BEGIN

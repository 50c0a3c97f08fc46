use super::*;

impl Node {
    fn unattached(node_type: NodeType) -> Self {
        Self {
            parent: None,
            children: Vec::new(),
            node_type,
        }
    }
}

impl Dom {
    pub(crate) fn new() -> Self {
        Self {
            nodes: vec![Node::unattached(NodeType::Document)],
            root: NodeId(0),
            id_index: HashMap::new(),
        }
    }

    /// Adds a node to the arena, as the last child of `parent` if given.
    fn alloc(&mut self, parent: Option<NodeId>, node_type: NodeType) -> NodeId {
        let node_id = NodeId(self.nodes.len());
        let mut node = Node::unattached(node_type);
        node.parent = parent;
        self.nodes.push(node);
        if let Some(parent) = parent {
            self.nodes[parent.0].children.push(node_id);
        }
        node_id
    }

    /// Appends a new element under `parent` and indexes its id.
    pub(crate) fn create_element(
        &mut self,
        parent: NodeId,
        tag_name: String,
        attrs: HashMap<String, String>,
    ) -> NodeId {
        let id = attrs.get("id").filter(|id| !id.is_empty()).cloned();
        let node_id = self.alloc(Some(parent), NodeType::Element(Element { tag_name, attrs }));
        if let Some(id) = id {
            self.id_index.entry(id).or_default().push(node_id);
        }
        node_id
    }

    /// An element outside the tree, ready to be inserted.
    pub(crate) fn create_detached_element(&mut self, tag_name: &str) -> NodeId {
        let element = Element {
            tag_name: tag_name.to_ascii_lowercase(),
            attrs: HashMap::new(),
        };
        self.alloc(None, NodeType::Element(element))
    }

    pub(crate) fn create_text(&mut self, parent: NodeId, text: String) -> NodeId {
        self.alloc(Some(parent), NodeType::Text(text))
    }

    pub(crate) fn element(&self, node_id: NodeId) -> Option<&Element> {
        if let NodeType::Element(element) = &self.nodes.get(node_id.0)?.node_type {
            Some(element)
        } else {
            None
        }
    }

    pub(crate) fn element_mut(&mut self, node_id: NodeId) -> Option<&mut Element> {
        if let NodeType::Element(element) = &mut self.nodes.get_mut(node_id.0)?.node_type {
            Some(element)
        } else {
            None
        }
    }

    pub(crate) fn tag_name(&self, node_id: NodeId) -> Option<&str> {
        self.element(node_id)
            .map(|element| element.tag_name.as_str())
    }

    pub(crate) fn is_tag(&self, node_id: NodeId, tag: &str) -> bool {
        self.tag_name(node_id)
            .is_some_and(|name| name.eq_ignore_ascii_case(tag))
    }

    pub(crate) fn parent(&self, node_id: NodeId) -> Option<NodeId> {
        self.nodes.get(node_id.0).and_then(|node| node.parent)
    }

    pub(crate) fn children(&self, node_id: NodeId) -> &[NodeId] {
        self.nodes
            .get(node_id.0)
            .map(|node| node.children.as_slice())
            .unwrap_or(&[])
    }

    /// First element in document order carrying `id`.
    pub(crate) fn by_id(&self, id: &str) -> Option<NodeId> {
        self.id_index.get(id)?.first().copied()
    }

    pub(crate) fn rebuild_id_index(&mut self) {
        let mut index: HashMap<String, Vec<NodeId>> = HashMap::new();
        for node_id in self.descendant_elements(self.root) {
            let id = self
                .element(node_id)
                .and_then(|element| element.attrs.get("id"))
                .filter(|id| !id.is_empty());
            if let Some(id) = id {
                index.entry(id.clone()).or_default().push(node_id);
            }
        }
        self.id_index = index;
    }
}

END

Problem requirements » Check the lines above and copy each one that includes "push".

Answer below »
        self.nodes.push(node);
            self.nodes[parent.0].children.push(node_id);
            self.id_index.entry(id).or_default().push(node_id);
                index.entry(id.clone()).or_default().push(node_id);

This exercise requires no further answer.